//! Replayable victim programs.
//!
//! A victim is a register file, a list of instructions grouped into basic
//! blocks and a block schedule per rank and thread. The runner executes it
//! on real threads and drives one [`Session`] per rank through the same
//! callbacks an instrumentation host uses: `on_block` at every block entry,
//! `on_instruction` right after every fault site of a refined block.
//!
//! Instruction semantics are synthetic but deterministic: every written
//! location receives a mix of the values read, so a flipped bit propagates
//! into the final state digest of its thread.

use crate::error::FaultError;
use crate::injection::host::{Instrumentation, OperandAccess};
use crate::injection::instrument::{InstrumentedBlock, Instrumenter, StaticInstruction};
use crate::injection::operand::{EligibilityFilter, Operand, OperandKind};
use crate::injection::{BlockAction, FinalReport, Session, SessionConfig};
use crate::persistence::{FileNames, SessionFiles};
use crate::record::parse_hex;
use crossbeam_channel::unbounded;
use log::{debug, error, info};
use serde::{Deserialize, Deserializer};
use std::collections::{BTreeMap, HashMap};
use std::fmt;
use std::path::{Path, PathBuf};
use std::sync::atomic::{AtomicBool, Ordering};
use std::sync::Arc;

/// Accepts `"0x401000"` as well as plain numbers.
fn deserialize_address<'de, D>(deserializer: D) -> Result<u64, D::Error>
where
    D: Deserializer<'de>,
{
    use serde::de;

    match serde_json::Value::deserialize(deserializer)? {
        serde_json::Value::String(s) => parse_hex(&s).map_err(de::Error::custom),
        serde_json::Value::Number(n) => n
            .as_u64()
            .ok_or_else(|| de::Error::custom("Invalid number for address")),
        _ => Err(de::Error::custom("Address must be a string or number")),
    }
}

fn default_register_size() -> u32 {
    8
}

fn default_category() -> String {
    "UNKNOWN".to_string()
}

fn default_true() -> bool {
    true
}

fn default_iterations() -> usize {
    1
}

#[derive(Clone, Debug, Deserialize)]
pub struct RegisterSpec {
    pub name: String,
    /// Size in bytes, 1 to 8.
    #[serde(default = "default_register_size")]
    pub size: u32,
}

#[derive(Clone, Debug, Deserialize)]
pub struct InstructionSpec {
    #[serde(deserialize_with = "deserialize_address")]
    pub address: u64,
    pub disassembly: String,
    #[serde(default = "default_category")]
    pub category: String,
    #[serde(default)]
    pub reads: Vec<String>,
    #[serde(default)]
    pub writes: Vec<String>,
    /// Size in bytes of a memory write, 0 if the size is not known statically.
    #[serde(default)]
    pub memory_write: Option<u32>,
    #[serde(default = "default_true")]
    pub fall_through: bool,
}

#[derive(Clone, Debug, Deserialize)]
pub struct ThreadSpec {
    /// Block ids in execution order.
    pub blocks: Vec<usize>,
    /// Number of times the block list is executed.
    #[serde(default = "default_iterations")]
    pub iterations: usize,
}

#[derive(Clone, Debug, Deserialize)]
pub struct RankSpec {
    pub threads: Vec<ThreadSpec>,
}

/// A victim program as described in its JSON5 file.
#[derive(Clone, Debug, Deserialize)]
pub struct VictimProgram {
    pub registers: Vec<RegisterSpec>,
    pub instructions: Vec<InstructionSpec>,
    /// Instruction indices of every basic block.
    pub blocks: Vec<Vec<usize>>,
    pub ranks: Vec<RankSpec>,
}

impl VictimProgram {
    /// Loads and validates a victim description from a JSON5 file.
    pub fn from_file(path: &Path) -> Result<Self, FaultError> {
        let content = std::fs::read_to_string(path).map_err(|e| FaultError::io(path, e))?;
        Self::from_json5(&content)
            .map_err(|e| FaultError::Config(format!("victim {}: {}", path.display(), e)))
    }

    pub fn from_json5(content: &str) -> Result<Self, String> {
        let program: Self =
            json5::from_str(content).map_err(|e| format!("Failed to parse JSON5 victim: {}", e))?;
        program.validate()?;
        Ok(program)
    }

    fn validate(&self) -> Result<(), String> {
        let mut names = HashMap::new();
        for (index, register) in self.registers.iter().enumerate() {
            if !(1..=8).contains(&register.size) {
                return Err(format!(
                    "register {} has size {}, expected 1 to 8 bytes",
                    register.name, register.size
                ));
            }
            if names.insert(register.name.as_str(), index).is_some() {
                return Err(format!("register {} defined twice", register.name));
            }
        }
        for instruction in &self.instructions {
            if let Some(unknown) = instruction
                .reads
                .iter()
                .chain(&instruction.writes)
                .find(|name| !names.contains_key(name.as_str()))
            {
                return Err(format!(
                    "instruction at 0x{:x} uses unknown register {}",
                    instruction.address, unknown
                ));
            }
            if instruction.memory_write.is_some_and(|size| size > 8) {
                return Err(format!(
                    "instruction at 0x{:x} writes more than 8 bytes of memory",
                    instruction.address
                ));
            }
        }
        for (id, block) in self.blocks.iter().enumerate() {
            if let Some(index) = block.iter().find(|index| **index >= self.instructions.len()) {
                return Err(format!("block {} references instruction {}", id, index));
            }
        }
        if self.ranks.is_empty() || self.ranks.iter().any(|rank| rank.threads.is_empty()) {
            return Err("every rank needs at least one thread".to_string());
        }
        for (rank, spec) in self.ranks.iter().enumerate() {
            for (thread, schedule) in spec.threads.iter().enumerate() {
                if let Some(block) = schedule.blocks.iter().find(|block| **block >= self.blocks.len()) {
                    return Err(format!(
                        "rank {} thread {} schedules unknown block {}",
                        rank, thread, block
                    ));
                }
            }
        }
        Ok(())
    }

    fn register_index(&self) -> HashMap<&str, usize> {
        self.registers
            .iter()
            .enumerate()
            .map(|(index, register)| (register.name.as_str(), index))
            .collect()
    }

    /// Static view of instruction `index` with every candidate operand.
    pub fn static_instruction(&self, index: usize) -> StaticInstruction<'_> {
        let registers = self.register_index();
        let instruction = &self.instructions[index];
        let register_operand = |kind, name: &String| {
            let handle = registers[name.as_str()];
            Operand::register(kind, name, self.registers[handle].size, handle)
        };
        let mut operands: Vec<Operand> = instruction
            .reads
            .iter()
            .map(|name| register_operand(OperandKind::Source, name))
            .chain(
                instruction
                    .writes
                    .iter()
                    .map(|name| register_operand(OperandKind::Destination, name)),
            )
            .collect();
        if let Some(size) = instruction.memory_write {
            operands.push(Operand::register(
                OperandKind::MemoryDestination,
                "mem",
                size,
                index,
            ));
        }
        StaticInstruction {
            address: instruction.address,
            disassembly: &instruction.disassembly,
            category: &instruction.category,
            operands,
            has_fall_through: instruction.fall_through,
        }
    }

    /// Runs the static pass over every block.
    pub fn instrument(&self, instrumenter: &mut Instrumenter) -> Vec<InstrumentedBlock> {
        self.blocks
            .iter()
            .map(|block| {
                instrumenter.instrument_block(block.iter().map(|index| self.static_instruction(*index)))
            })
            .collect()
    }
}
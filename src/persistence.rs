//! Session files: mode discovery at startup and atomic writes.

use crate::error::FaultError;
use crate::injection::Variant;
use crate::record::descriptor::{InjectionDescriptor, TargetDescriptor};
use crate::record::single_line;
use log::{debug, info};
use serde::Deserialize;
use std::fmt;
use std::fs;
use std::io::{self, Write};
use std::path::{Path, PathBuf};

/// Names of the session files inside the working directory.
#[derive(Clone, Debug, PartialEq, Eq, Deserialize)]
#[serde(default)]
pub struct FileNames {
    pub target: String,
    pub injection: String,
    pub profile: String,
    pub catalogue: Option<String>,
    pub categories: Option<String>,
}

impl Default for FileNames {
    fn default() -> Self {
        Self {
            target: "fi-target.txt".to_string(),
            injection: "fi-inject.txt".to_string(),
            profile: "fi-inscount.txt".to_string(),
            catalogue: None,
            categories: None,
        }
    }
}

/// Lifecycle stage of a session, fixed at construction.
#[derive(Clone, Debug, PartialEq, Eq)]
pub enum Mode {
    /// No input file: count only.
    Profile,
    /// A target file names the occurrence, operand and bit are drawn.
    TargetRandom(TargetDescriptor),
    /// An injection file replays a recorded experiment.
    Reproduce(InjectionDescriptor),
}

impl Mode {
    pub fn target(&self) -> Option<TargetDescriptor> {
        match self {
            Mode::Profile => None,
            Mode::TargetRandom(target) => Some(*target),
            Mode::Reproduce(injection) => Some(injection.target()),
        }
    }
}

impl fmt::Display for Mode {
    fn fmt(&self, f: &mut fmt::Formatter<'_>) -> fmt::Result {
        match self {
            Mode::Profile => write!(f, "profile"),
            Mode::TargetRandom(target) => write!(f, "target-random ({})", target),
            Mode::Reproduce(injection) => write!(f, "reproduce ({})", injection),
        }
    }
}

/// Paths of the files one process reads and writes.
///
/// Per-process outputs of ranked variants carry a `<rank>.` prefix. Input
/// files are shared by all ranks.
#[derive(Clone, Debug)]
pub struct SessionFiles {
    dir: PathBuf,
    names: FileNames,
    rank: Option<u32>,
}

impl SessionFiles {
    pub fn new(dir: impl Into<PathBuf>, names: FileNames, rank: Option<u32>) -> Self {
        Self {
            dir: dir.into(),
            names,
            rank,
        }
    }

    fn per_process(&self, name: &str) -> PathBuf {
        match self.rank {
            Some(rank) => self.dir.join(format!("{}.{}", rank, name)),
            None => self.dir.join(name),
        }
    }

    pub fn target_path(&self) -> PathBuf {
        self.dir.join(&self.names.target)
    }

    pub fn injection_path(&self) -> PathBuf {
        self.dir.join(&self.names.injection)
    }

    pub fn profile_path(&self) -> PathBuf {
        self.per_process(&self.names.profile)
    }

    pub fn catalogue_path(&self) -> Option<PathBuf> {
        self.names
            .catalogue
            .as_deref()
            .map(|name| self.per_process(name))
    }

    pub fn categories_path(&self) -> Option<PathBuf> {
        self.names
            .categories
            .as_deref()
            .map(|name| self.per_process(name))
    }

    /// Determines the session mode from the files present.
    ///
    /// The injection file wins over the target file. A file that exists but
    /// does not parse is fatal, there is no fallback to another mode.
    ///
    /// # Arguments
    ///
    /// * `variant` - Decides which scope fields the records must carry.
    ///
    /// # Returns
    ///
    /// * `Result<Mode, FaultError>` - The mode or the failing file.
    pub fn discover(&self, variant: Variant) -> Result<Mode, FaultError> {
        let injection_path = self.injection_path();
        if let Some(content) = read_optional(&injection_path)? {
            let injection = single_line(&content)
                .and_then(|line| InjectionDescriptor::parse(line, variant))
                .map_err(|reason| FaultError::malformed(&injection_path, reason))?;
            info!("Reproduce injection: {}", injection);
            return Ok(Mode::Reproduce(injection));
        }
        let target_path = self.target_path();
        if let Some(content) = read_optional(&target_path)? {
            let target = single_line(&content)
                .and_then(|line| TargetDescriptor::parse(line, variant))
                .map_err(|reason| FaultError::malformed(&target_path, reason))?;
            info!("Random injection at target: {}", target);
            return Ok(Mode::TargetRandom(target));
        }
        info!("Profiling run");
        Ok(Mode::Profile)
    }
}

/// Reads `path`, or returns `None` if it does not exist.
pub fn read_optional(path: &Path) -> Result<Option<String>, FaultError> {
    match fs::read_to_string(path) {
        Ok(content) => Ok(Some(content)),
        Err(e) if e.kind() == io::ErrorKind::NotFound => Ok(None),
        Err(e) => Err(FaultError::io(path, e)),
    }
}

/// Writes `content` to `path` through a temporary file and a rename.
///
/// Readers see either the old file or the complete new one. The data is
/// synced before the rename, so a crash of the victim right after this call
/// still leaves a complete record.
pub fn write_atomic(path: &Path, content: &str) -> Result<(), FaultError> {
    let file_name = path
        .file_name()
        .ok_or_else(|| FaultError::Config(format!("{} is not a file path", path.display())))?;
    let mut temporary = file_name.to_os_string();
    temporary.push(".tmp");
    let temporary = path.with_file_name(temporary);

    let result = fs::File::create(&temporary)
        .and_then(|mut file| {
            file.write_all(content.as_bytes())?;
            file.sync_all()
        })
        .and_then(|_| fs::rename(&temporary, path));
    if let Err(e) = result {
        let _ = fs::remove_file(&temporary);
        return Err(FaultError::io(path, e));
    }
    debug!("Wrote {}", path.display());
    Ok(())
}
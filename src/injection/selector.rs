//! Target selection state machine.
//!
//! `Counting -> Armed -> Injected -> (Detached | Done)`. The armed state is
//! entered through a compare-and-swap, so at most one `(unit, event)` pair of
//! the whole session wins it.

use crate::error::FaultError;
use crate::injection::counter::CounterLayout;
use crate::record::descriptor::TargetDescriptor;
use log::debug;
use std::fmt;
use std::sync::atomic::{AtomicU8, Ordering};

#[derive(Clone, Copy, Debug, PartialEq, Eq)]
#[repr(u8)]
pub enum Phase {
    Counting = 0,
    Armed = 1,
    Injected = 2,
    Detached = 3,
    Done = 4,
}

impl Phase {
    fn from_u8(value: u8) -> Self {
        match value {
            0 => Phase::Counting,
            1 => Phase::Armed,
            2 => Phase::Injected,
            3 => Phase::Detached,
            _ => Phase::Done,
        }
    }
}

impl fmt::Display for Phase {
    fn fmt(&self, f: &mut fmt::Formatter<'_>) -> fmt::Result {
        let name = match self {
            Phase::Counting => "counting",
            Phase::Armed => "armed",
            Phase::Injected => "injected",
            Phase::Detached => "detached",
            Phase::Done => "done",
        };
        write!(f, "{}", name)
    }
}

#[derive(Debug)]
pub struct TargetSelector {
    target: Option<TargetDescriptor>,
    /// Rank of the process running this selector, if any.
    rank: Option<u32>,
    layout: CounterLayout,
    phase: AtomicU8,
}

impl TargetSelector {
    pub fn new(target: Option<TargetDescriptor>, rank: Option<u32>, layout: CounterLayout) -> Self {
        Self {
            target,
            rank,
            layout,
            phase: AtomicU8::new(Phase::Counting as u8),
        }
    }

    pub fn target(&self) -> Option<&TargetDescriptor> {
        self.target.as_ref()
    }

    pub fn phase(&self) -> Phase {
        Phase::from_u8(self.phase.load(Ordering::Acquire))
    }

    pub(crate) fn set_phase(&self, phase: Phase) {
        self.phase.store(phase as u8, Ordering::Release);
    }

    /// Checks if events of `thread` may arm this selector.
    #[inline]
    pub fn in_scope(&self, thread: usize) -> bool {
        match &self.target {
            Some(target) => target.scope.contains(self.rank, thread),
            None => false,
        }
    }

    /// Target occurrence, if `thread` is in scope and the selector still counts.
    #[inline]
    fn pending_target(&self, thread: usize) -> Option<u64> {
        if self.phase() != Phase::Counting || !self.in_scope(thread) {
            return None;
        }
        self.target.as_ref().map(|target| target.occurrence)
    }

    /// Decides whether a block of `eligible` events must be counted per instruction.
    ///
    /// # Arguments
    ///
    /// * `thread` - Unit executing the block.
    /// * `before` - Count of the unit before the block.
    /// * `eligible` - Static number of eligible instructions in the block.
    ///
    /// # Returns
    ///
    /// * `Result<bool, FaultError>` - `true` if the target lies inside the block.
    pub fn contains_target(
        &self,
        thread: usize,
        before: u64,
        eligible: u64,
    ) -> Result<bool, FaultError> {
        let Some(target) = self.pending_target(thread) else {
            return Ok(false);
        };
        if self.layout == CounterLayout::Shared {
            // Other threads move the shared count between blocks.
            return Ok(true);
        }
        if before >= target {
            return Err(FaultError::TargetPassed {
                unit: thread,
                count: before,
                target,
            });
        }
        let hit = target <= before + eligible;
        if hit {
            debug!(
                "Thread {} refines block ({}, {}] holding target {}",
                thread,
                before,
                before + eligible,
                target
            );
        }
        Ok(hit)
    }

    /// Tries to arm the selector for the event that brought `thread` to `count`.
    ///
    /// Returns `true` for exactly one event of the session.
    #[inline]
    pub fn try_arm(&self, thread: usize, count: u64) -> Result<bool, FaultError> {
        let Some(target) = self.pending_target(thread) else {
            return Ok(false);
        };
        if count == target {
            return Ok(self
                .phase
                .compare_exchange(
                    Phase::Counting as u8,
                    Phase::Armed as u8,
                    Ordering::AcqRel,
                    Ordering::Acquire,
                )
                .is_ok());
        }
        if count > target && self.layout == CounterLayout::PerUnit {
            return Err(FaultError::TargetPassed {
                unit: thread,
                count,
                target,
            });
        }
        Ok(false)
    }

    /// Final check once the units are quiescent.
    ///
    /// `count` is the final count the target refers to: the scoped thread's
    /// counter, or the shared counter.
    pub fn check_final(&self, count: Option<u64>) -> Result<(), FaultError> {
        match (self.phase(), &self.target, count) {
            (Phase::Counting, Some(target), Some(count)) if count >= target.occurrence => {
                Err(FaultError::TargetPassed {
                    unit: target.scope.thread.unwrap_or_default() as usize,
                    count,
                    target: target.occurrence,
                })
            }
            _ => Ok(()),
        }
    }
}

## [TO DO]
Your answer should be all lines from the data that contain "Reproduce".

## [SOLUTION]
    Reproduce(InjectionDescriptor),
            Mode::Reproduce(injection) => Some(injection.target()),
            Mode::Reproduce(injection) => write!(f, "reproduce ({})", injection),
            info!("Reproduce injection: {}", injection);
            return Ok(Mode::Reproduce(injection));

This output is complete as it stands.